_The problem_: Find the string "struct" in the data, then copy every line where it is found.

Collected data
·····

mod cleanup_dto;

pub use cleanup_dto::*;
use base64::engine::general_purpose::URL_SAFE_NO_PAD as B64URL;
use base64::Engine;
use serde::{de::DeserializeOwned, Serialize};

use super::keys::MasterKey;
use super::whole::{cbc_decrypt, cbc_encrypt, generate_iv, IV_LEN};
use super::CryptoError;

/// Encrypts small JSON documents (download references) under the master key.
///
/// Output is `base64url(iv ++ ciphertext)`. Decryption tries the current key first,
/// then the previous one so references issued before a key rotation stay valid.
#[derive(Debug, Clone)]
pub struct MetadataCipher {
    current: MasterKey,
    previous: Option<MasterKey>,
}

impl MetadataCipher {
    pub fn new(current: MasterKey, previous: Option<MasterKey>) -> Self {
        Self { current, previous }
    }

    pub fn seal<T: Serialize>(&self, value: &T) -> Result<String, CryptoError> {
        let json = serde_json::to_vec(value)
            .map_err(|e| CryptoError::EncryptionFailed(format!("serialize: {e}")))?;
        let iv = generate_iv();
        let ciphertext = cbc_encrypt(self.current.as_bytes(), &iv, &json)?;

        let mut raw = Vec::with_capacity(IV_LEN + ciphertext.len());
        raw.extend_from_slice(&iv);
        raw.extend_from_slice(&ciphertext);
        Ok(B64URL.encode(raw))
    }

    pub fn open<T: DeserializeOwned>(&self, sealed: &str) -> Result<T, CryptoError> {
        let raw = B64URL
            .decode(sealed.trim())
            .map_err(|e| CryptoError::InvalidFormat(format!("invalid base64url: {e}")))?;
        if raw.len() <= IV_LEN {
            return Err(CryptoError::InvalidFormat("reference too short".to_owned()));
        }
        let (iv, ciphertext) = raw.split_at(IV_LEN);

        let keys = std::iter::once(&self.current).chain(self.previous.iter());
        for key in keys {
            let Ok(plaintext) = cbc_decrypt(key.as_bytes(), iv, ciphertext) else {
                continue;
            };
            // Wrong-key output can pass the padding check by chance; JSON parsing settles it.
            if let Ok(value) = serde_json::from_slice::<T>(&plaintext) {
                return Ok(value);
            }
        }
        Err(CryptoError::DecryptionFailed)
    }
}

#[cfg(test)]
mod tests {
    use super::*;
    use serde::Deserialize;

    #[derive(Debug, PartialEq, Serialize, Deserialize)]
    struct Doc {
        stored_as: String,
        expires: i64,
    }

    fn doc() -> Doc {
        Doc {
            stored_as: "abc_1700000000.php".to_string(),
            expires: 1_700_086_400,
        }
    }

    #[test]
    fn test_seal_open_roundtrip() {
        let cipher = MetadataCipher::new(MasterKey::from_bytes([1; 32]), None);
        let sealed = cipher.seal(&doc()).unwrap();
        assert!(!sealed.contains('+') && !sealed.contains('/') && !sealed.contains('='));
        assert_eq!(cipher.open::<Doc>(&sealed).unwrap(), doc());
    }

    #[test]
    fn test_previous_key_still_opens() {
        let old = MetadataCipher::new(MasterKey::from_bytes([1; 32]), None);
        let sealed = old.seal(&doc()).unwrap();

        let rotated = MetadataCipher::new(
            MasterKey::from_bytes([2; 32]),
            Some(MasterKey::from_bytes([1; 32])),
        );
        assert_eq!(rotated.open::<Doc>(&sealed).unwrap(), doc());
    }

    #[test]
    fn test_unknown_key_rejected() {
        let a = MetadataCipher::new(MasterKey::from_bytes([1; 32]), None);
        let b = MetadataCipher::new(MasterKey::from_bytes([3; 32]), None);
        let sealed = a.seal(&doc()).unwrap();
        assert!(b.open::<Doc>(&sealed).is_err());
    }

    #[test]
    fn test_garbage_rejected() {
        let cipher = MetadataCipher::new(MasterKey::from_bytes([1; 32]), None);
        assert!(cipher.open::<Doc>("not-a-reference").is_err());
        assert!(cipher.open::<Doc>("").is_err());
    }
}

·····

_Result below_:
pub struct MetadataCipher {
    struct Doc {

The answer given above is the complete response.